> DATA PROVIDED:
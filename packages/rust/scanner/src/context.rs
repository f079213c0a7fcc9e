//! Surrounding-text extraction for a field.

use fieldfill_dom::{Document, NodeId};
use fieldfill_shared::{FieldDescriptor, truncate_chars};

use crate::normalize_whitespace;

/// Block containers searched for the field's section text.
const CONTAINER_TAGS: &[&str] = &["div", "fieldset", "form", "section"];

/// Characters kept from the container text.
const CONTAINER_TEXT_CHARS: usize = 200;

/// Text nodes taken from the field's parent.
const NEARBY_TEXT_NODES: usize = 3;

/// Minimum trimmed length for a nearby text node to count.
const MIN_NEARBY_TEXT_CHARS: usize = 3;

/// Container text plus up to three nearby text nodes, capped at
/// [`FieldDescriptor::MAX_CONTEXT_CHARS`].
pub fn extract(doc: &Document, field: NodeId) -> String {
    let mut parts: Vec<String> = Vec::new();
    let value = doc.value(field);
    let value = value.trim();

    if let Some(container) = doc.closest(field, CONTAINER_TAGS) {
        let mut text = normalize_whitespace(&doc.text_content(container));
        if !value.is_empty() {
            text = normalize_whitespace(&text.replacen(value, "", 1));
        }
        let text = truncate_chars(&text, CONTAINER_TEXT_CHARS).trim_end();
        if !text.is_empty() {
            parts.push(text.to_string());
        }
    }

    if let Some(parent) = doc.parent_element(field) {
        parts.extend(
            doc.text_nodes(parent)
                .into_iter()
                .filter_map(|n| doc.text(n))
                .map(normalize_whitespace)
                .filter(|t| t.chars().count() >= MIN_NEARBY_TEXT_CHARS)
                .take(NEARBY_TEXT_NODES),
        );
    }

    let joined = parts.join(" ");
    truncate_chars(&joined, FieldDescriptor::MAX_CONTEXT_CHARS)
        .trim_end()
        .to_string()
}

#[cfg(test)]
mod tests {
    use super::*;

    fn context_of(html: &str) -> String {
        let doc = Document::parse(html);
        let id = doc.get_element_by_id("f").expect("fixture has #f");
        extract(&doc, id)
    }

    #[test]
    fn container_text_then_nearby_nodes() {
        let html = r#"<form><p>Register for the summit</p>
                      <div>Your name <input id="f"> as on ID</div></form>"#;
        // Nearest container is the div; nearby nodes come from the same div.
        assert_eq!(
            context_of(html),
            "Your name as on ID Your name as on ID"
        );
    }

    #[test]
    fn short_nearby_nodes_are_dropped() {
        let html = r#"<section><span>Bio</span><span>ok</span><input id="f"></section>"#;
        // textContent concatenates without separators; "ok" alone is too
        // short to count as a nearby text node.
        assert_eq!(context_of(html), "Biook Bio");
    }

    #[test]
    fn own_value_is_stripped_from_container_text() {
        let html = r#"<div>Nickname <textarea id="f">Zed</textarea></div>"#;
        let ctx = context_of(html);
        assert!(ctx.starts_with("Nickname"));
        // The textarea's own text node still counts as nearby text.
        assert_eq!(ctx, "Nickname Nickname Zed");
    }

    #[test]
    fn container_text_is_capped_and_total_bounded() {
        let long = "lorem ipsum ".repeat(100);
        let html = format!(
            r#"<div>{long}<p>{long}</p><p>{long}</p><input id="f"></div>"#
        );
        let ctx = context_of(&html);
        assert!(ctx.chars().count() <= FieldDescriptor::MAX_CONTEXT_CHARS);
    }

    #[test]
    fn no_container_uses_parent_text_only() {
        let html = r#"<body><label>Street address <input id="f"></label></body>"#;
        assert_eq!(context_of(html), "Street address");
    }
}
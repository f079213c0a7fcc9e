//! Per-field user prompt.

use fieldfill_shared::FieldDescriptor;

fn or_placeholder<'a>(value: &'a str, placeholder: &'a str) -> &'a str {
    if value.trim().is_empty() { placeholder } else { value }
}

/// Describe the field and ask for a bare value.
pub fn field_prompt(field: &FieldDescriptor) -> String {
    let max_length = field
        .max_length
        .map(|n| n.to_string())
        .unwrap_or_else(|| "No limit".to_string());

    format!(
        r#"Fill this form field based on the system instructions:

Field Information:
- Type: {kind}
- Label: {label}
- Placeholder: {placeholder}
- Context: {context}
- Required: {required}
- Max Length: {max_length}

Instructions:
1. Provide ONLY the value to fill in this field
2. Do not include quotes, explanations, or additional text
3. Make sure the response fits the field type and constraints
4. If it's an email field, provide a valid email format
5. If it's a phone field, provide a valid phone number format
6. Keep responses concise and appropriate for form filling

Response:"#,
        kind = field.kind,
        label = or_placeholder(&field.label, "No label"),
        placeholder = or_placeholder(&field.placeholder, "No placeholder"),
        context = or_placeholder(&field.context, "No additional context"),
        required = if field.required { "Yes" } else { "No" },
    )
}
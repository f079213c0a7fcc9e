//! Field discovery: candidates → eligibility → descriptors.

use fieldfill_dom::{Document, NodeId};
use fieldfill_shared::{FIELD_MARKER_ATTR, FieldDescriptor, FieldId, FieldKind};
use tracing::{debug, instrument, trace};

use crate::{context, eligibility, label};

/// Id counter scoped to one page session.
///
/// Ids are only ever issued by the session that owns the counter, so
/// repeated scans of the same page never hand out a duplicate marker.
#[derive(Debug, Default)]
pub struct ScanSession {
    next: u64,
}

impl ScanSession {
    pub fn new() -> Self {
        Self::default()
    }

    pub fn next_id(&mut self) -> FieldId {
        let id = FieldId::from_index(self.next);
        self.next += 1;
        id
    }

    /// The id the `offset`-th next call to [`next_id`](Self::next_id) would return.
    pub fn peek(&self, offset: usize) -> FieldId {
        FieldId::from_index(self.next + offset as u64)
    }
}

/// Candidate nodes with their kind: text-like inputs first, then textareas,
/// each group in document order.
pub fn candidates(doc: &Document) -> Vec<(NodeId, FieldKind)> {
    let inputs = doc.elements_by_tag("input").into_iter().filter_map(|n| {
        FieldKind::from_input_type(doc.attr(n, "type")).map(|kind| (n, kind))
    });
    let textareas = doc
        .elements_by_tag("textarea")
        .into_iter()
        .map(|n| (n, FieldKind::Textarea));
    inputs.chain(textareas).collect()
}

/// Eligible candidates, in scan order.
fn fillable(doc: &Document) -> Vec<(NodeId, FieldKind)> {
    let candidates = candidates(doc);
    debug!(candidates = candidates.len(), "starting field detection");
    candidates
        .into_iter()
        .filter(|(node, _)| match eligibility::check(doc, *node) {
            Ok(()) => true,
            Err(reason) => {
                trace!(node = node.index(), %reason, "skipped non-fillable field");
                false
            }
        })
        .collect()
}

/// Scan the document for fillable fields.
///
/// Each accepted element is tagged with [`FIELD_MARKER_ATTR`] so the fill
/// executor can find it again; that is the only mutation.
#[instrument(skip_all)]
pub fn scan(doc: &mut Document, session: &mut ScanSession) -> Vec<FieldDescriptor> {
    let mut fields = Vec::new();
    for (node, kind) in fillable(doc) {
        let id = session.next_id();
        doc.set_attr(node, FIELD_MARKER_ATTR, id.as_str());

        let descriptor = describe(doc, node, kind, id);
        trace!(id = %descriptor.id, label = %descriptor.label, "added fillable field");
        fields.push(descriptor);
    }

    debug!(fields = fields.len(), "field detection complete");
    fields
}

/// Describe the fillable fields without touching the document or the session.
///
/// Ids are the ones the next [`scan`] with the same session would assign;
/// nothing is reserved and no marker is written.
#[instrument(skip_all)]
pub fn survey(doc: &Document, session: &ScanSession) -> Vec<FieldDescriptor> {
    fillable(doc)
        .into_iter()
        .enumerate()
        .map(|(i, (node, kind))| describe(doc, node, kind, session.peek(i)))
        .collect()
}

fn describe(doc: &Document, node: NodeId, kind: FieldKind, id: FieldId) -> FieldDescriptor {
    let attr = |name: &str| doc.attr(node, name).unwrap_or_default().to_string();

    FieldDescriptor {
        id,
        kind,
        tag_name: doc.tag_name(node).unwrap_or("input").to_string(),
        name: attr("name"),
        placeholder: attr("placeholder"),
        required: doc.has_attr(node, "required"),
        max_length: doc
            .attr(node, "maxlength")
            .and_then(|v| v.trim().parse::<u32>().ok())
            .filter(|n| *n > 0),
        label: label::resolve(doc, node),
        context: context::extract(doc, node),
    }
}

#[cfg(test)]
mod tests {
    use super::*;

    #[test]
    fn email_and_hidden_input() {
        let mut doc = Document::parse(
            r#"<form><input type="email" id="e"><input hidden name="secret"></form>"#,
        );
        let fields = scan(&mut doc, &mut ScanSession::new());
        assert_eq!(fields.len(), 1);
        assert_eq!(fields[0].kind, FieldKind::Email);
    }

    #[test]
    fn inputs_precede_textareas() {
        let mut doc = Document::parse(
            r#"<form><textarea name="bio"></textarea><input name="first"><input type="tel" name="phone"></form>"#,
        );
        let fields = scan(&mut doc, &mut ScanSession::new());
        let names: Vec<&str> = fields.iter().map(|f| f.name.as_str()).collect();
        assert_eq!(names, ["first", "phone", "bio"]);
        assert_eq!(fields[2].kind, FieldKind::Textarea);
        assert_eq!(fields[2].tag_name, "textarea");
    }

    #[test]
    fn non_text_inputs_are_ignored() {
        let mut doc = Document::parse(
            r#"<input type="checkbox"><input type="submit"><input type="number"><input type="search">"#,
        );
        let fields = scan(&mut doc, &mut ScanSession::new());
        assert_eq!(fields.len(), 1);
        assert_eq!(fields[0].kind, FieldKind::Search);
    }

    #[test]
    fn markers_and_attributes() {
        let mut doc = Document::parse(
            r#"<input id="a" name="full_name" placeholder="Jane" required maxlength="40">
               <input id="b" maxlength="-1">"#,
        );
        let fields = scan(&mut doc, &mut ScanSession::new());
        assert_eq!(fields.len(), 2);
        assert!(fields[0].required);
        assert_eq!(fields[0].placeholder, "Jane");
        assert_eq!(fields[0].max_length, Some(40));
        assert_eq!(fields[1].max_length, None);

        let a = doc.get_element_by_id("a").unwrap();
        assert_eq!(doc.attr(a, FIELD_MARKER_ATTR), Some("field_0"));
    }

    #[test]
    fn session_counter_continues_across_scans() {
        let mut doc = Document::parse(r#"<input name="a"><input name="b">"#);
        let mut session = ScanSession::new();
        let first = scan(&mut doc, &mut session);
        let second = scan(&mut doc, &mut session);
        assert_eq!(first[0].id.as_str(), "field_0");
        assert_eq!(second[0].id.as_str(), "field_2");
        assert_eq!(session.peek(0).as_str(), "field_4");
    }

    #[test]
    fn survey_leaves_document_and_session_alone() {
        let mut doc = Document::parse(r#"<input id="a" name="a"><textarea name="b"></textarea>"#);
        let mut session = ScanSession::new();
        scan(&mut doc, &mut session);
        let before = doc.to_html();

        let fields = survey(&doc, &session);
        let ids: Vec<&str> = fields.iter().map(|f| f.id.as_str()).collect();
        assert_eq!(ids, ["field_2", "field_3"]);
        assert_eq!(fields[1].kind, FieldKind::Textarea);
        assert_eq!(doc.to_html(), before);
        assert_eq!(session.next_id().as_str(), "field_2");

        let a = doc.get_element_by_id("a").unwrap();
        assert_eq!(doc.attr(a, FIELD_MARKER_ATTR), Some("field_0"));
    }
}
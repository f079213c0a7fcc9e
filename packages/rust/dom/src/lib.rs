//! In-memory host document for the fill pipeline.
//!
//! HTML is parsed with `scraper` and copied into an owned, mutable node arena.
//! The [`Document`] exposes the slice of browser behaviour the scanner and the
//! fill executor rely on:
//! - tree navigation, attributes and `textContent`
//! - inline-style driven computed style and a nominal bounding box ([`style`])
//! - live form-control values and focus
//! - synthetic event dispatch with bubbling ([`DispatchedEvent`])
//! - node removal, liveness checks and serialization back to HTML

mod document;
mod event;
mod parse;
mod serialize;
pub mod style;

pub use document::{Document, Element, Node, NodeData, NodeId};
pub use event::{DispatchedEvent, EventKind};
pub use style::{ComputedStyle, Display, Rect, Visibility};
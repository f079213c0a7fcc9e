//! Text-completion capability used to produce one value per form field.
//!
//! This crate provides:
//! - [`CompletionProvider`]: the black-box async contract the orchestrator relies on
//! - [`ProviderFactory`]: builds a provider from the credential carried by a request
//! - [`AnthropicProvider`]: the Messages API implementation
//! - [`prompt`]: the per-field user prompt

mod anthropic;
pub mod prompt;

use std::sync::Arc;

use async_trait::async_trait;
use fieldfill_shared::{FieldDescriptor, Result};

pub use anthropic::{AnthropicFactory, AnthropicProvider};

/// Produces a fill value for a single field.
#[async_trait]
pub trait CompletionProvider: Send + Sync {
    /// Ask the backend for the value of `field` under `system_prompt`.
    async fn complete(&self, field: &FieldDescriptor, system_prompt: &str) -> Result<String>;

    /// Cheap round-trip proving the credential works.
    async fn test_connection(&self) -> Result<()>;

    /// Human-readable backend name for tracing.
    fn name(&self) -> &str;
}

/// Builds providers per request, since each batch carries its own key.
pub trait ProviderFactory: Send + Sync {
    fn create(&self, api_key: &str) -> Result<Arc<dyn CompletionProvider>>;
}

> YOUR INSTRUCTIONS: Within the records, filter for lines that contain the word "textContent" and show each one.

> SOLUTION TO THE PROBLEM:
        // textContent concatenates without separators; "ok" alone is too
//! - tree navigation, attributes and `textContent`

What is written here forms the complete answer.